Saved entries:
• • •

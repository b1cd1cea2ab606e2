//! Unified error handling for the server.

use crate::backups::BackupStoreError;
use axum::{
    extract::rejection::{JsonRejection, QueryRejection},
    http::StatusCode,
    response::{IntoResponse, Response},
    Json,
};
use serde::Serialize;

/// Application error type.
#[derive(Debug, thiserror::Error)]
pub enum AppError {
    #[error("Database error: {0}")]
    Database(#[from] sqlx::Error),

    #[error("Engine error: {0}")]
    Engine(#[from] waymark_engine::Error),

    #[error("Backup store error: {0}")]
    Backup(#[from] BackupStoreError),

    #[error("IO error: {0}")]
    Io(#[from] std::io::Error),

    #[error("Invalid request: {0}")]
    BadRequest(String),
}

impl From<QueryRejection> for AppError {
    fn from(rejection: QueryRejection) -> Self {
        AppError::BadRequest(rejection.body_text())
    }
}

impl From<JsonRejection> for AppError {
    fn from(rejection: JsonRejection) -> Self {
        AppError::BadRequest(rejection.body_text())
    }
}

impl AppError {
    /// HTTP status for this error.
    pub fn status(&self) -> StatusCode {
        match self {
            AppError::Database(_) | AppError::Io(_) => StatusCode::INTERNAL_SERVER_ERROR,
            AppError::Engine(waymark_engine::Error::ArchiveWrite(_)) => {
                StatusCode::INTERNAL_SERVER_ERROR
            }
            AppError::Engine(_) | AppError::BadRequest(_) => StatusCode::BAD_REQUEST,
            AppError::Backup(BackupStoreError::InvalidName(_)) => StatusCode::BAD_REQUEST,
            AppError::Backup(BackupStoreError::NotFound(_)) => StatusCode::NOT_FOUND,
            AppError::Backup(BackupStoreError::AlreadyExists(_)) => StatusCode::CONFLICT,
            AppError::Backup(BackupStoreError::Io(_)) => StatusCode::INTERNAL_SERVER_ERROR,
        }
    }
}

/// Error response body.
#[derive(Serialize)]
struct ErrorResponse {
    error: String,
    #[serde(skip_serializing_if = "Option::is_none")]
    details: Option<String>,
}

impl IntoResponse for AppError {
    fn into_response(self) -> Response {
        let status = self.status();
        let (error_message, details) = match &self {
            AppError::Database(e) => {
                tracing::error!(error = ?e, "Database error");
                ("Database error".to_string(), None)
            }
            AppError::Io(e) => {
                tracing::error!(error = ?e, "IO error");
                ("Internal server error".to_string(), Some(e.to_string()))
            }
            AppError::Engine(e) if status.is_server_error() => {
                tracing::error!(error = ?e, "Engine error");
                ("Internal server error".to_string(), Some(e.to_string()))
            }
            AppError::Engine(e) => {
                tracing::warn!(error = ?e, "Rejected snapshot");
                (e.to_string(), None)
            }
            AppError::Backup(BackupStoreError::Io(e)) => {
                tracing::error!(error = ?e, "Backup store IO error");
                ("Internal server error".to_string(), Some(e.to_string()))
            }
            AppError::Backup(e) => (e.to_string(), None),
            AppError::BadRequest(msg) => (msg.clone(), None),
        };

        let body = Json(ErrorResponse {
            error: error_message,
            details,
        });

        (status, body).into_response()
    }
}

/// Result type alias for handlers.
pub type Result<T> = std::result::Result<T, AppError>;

• • •

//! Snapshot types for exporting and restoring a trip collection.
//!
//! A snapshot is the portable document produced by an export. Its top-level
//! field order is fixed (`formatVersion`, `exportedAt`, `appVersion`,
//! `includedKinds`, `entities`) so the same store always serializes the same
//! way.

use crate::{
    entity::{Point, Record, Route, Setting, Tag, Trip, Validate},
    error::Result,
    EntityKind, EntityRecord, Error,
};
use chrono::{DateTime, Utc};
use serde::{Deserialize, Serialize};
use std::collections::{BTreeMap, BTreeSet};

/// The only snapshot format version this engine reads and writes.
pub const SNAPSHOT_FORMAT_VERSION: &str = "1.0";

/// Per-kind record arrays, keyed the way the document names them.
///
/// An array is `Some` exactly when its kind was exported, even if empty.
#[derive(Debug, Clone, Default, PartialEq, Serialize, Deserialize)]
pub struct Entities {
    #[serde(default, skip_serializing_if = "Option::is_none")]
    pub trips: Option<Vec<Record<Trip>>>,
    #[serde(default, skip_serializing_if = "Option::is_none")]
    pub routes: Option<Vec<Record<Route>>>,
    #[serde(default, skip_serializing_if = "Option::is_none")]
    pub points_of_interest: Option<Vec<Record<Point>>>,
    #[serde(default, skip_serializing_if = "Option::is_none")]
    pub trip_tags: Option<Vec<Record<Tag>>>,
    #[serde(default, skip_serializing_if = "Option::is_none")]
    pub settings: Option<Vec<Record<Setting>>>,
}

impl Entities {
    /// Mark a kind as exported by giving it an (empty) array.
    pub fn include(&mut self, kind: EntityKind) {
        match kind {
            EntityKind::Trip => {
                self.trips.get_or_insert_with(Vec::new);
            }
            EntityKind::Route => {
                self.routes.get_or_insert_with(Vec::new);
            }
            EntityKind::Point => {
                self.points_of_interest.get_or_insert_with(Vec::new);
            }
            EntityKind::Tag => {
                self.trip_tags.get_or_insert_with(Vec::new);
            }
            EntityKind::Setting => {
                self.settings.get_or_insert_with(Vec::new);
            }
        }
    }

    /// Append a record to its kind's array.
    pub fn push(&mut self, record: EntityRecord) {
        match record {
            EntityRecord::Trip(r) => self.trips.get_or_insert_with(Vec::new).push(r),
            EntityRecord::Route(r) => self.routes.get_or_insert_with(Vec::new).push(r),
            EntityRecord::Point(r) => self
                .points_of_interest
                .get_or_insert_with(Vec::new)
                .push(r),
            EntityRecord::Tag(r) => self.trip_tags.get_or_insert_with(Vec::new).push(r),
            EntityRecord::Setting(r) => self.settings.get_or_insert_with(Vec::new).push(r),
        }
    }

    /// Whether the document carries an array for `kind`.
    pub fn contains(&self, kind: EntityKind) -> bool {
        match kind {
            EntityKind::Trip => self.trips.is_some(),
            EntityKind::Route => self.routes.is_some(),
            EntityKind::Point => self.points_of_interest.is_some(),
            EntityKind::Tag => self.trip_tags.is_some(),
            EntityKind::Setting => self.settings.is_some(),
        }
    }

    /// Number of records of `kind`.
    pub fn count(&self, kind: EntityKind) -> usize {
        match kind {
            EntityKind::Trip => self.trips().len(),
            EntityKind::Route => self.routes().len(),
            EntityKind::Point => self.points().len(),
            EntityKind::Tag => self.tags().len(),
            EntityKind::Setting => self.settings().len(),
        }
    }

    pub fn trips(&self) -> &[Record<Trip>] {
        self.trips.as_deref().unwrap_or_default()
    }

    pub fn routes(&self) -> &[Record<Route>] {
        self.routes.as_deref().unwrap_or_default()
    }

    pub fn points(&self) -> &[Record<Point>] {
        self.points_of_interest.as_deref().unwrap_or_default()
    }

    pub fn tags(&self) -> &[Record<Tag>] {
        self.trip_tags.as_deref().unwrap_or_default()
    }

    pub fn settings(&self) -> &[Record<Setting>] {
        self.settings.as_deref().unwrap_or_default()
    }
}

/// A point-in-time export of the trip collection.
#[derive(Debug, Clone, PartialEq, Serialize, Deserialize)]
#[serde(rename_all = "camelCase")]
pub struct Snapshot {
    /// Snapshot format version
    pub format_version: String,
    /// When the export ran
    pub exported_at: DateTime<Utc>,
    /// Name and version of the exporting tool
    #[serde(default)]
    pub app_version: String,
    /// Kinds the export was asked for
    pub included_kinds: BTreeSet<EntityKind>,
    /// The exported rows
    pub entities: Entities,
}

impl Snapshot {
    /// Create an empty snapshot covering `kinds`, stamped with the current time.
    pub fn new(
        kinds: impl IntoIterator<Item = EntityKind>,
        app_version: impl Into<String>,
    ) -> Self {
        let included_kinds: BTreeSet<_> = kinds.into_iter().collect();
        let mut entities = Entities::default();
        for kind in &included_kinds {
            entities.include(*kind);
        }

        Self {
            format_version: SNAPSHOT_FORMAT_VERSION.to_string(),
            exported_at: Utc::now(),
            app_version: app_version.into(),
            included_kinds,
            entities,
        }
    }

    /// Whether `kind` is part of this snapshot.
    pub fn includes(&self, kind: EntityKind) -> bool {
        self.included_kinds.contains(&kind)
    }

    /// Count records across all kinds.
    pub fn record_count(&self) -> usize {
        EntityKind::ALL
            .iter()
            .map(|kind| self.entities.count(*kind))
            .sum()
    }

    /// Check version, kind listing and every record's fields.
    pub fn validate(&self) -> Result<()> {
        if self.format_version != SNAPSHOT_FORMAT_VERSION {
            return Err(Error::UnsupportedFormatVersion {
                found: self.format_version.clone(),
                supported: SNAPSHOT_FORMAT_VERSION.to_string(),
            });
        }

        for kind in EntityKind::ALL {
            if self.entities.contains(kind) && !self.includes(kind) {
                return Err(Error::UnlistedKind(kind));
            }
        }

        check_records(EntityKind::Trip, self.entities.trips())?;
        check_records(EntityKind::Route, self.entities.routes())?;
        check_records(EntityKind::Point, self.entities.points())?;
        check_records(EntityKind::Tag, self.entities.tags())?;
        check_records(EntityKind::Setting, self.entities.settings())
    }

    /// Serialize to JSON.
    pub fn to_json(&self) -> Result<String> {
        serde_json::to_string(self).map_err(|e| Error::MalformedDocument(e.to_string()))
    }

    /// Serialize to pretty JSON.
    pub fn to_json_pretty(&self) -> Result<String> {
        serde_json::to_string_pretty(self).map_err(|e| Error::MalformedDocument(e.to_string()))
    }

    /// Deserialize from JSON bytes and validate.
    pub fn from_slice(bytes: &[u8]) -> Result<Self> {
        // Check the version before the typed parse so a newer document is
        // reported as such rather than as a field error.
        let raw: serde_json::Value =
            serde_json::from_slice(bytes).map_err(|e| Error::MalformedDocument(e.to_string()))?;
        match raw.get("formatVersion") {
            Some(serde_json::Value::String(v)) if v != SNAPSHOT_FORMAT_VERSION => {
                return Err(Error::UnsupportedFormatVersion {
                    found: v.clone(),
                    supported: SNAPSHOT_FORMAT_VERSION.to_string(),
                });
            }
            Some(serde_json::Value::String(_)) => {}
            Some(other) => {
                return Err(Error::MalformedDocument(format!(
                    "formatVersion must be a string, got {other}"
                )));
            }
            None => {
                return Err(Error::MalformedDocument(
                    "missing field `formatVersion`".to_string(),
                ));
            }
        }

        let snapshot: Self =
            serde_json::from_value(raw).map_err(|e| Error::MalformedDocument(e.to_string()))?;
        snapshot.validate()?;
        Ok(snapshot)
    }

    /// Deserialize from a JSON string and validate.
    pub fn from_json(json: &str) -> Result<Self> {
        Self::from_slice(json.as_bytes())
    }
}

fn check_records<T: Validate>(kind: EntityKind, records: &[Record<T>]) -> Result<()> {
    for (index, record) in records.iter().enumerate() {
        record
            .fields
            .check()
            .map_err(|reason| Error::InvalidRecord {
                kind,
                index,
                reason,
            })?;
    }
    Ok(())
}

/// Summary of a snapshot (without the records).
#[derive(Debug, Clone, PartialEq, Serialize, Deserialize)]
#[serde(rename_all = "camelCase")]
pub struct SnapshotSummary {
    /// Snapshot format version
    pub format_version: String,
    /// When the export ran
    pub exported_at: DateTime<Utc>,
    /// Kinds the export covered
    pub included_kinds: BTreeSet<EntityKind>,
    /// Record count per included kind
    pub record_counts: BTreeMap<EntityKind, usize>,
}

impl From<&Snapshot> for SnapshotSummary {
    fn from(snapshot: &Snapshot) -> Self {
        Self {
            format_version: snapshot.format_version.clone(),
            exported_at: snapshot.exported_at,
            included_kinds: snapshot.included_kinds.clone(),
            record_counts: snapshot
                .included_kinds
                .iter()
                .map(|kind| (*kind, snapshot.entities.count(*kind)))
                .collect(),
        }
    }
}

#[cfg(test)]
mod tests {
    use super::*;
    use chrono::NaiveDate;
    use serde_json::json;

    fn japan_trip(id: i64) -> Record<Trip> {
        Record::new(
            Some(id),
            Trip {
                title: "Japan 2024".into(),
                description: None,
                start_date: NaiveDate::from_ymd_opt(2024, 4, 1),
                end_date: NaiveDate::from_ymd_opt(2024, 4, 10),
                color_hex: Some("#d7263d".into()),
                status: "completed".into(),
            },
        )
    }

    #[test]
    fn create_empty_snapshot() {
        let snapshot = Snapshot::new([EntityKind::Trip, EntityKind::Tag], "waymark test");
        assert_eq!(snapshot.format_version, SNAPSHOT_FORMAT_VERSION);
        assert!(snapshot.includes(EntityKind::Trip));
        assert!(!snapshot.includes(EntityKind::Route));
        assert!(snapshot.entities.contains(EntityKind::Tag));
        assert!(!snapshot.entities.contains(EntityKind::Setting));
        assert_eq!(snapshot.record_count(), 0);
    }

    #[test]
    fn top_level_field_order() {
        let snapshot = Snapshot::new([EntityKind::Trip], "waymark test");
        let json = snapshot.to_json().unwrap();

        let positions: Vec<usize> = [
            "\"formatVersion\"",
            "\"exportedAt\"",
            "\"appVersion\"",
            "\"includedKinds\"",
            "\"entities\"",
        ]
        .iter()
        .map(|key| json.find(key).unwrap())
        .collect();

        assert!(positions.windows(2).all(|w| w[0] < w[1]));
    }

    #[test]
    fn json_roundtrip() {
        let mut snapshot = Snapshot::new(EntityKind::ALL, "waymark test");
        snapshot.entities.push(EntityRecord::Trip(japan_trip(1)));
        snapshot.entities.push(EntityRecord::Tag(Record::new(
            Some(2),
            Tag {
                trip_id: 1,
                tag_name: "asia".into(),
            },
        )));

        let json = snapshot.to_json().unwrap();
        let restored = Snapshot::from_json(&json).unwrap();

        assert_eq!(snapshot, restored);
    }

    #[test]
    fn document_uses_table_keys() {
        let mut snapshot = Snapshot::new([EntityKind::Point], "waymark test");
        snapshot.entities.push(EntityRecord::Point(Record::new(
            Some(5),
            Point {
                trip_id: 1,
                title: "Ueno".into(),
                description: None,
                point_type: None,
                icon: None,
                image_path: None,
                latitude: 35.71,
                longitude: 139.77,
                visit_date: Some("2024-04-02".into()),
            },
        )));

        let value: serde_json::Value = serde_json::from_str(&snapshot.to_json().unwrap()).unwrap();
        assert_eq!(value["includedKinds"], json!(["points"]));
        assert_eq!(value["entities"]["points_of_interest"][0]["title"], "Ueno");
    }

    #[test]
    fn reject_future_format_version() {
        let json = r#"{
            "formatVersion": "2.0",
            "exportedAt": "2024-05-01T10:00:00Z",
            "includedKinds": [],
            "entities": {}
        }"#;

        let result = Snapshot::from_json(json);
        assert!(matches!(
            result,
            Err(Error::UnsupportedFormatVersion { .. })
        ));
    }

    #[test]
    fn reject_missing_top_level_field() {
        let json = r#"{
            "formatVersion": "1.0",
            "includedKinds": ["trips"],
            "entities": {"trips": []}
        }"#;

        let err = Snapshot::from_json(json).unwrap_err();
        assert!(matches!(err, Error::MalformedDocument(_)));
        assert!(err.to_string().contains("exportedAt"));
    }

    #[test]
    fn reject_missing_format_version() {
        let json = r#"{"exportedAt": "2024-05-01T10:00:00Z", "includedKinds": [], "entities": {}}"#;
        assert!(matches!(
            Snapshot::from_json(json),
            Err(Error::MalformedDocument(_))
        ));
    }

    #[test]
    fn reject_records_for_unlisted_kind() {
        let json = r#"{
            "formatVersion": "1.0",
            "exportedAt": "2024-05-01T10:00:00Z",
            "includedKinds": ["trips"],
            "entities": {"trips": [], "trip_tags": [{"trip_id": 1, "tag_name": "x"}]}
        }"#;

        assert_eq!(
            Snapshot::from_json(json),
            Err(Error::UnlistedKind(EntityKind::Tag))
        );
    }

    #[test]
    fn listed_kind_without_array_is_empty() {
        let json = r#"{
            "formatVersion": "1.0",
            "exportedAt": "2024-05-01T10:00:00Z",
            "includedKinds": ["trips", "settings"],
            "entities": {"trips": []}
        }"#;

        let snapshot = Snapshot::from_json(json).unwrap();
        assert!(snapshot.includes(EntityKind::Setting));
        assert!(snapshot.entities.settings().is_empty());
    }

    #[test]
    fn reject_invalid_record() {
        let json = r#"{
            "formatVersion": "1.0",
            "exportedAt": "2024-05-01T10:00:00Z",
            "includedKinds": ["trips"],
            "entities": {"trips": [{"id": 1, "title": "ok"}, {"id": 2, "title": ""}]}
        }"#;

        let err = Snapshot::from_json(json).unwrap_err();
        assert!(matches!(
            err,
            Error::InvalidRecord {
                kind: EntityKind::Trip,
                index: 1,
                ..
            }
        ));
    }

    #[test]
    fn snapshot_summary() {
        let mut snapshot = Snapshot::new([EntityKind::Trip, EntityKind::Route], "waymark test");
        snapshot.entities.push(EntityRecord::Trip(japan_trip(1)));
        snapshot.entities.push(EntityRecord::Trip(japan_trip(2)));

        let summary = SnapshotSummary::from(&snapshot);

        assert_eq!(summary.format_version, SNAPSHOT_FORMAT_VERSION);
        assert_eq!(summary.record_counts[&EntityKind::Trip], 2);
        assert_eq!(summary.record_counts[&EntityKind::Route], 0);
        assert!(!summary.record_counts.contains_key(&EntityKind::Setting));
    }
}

• • •

- _WHAT IS BEING ASKED_:
Please reproduce, exactly as they appear above, the lines from the line containing "repository b1cd1cea2ab606e2" up to and including the line containing "#[derive(Debug, thiserror::Error)]".

- _EXERCISE RESPONSE_:
repository b1cd1cea2ab606e2
//! Unified error handling for the server.

use crate::backups::BackupStoreError;
use axum::{
    extract::rejection::{JsonRejection, QueryRejection},
    http::StatusCode,
    response::{IntoResponse, Response},
    Json,
};
use serde::Serialize;

/// Application error type.
#[derive(Debug, thiserror::Error)]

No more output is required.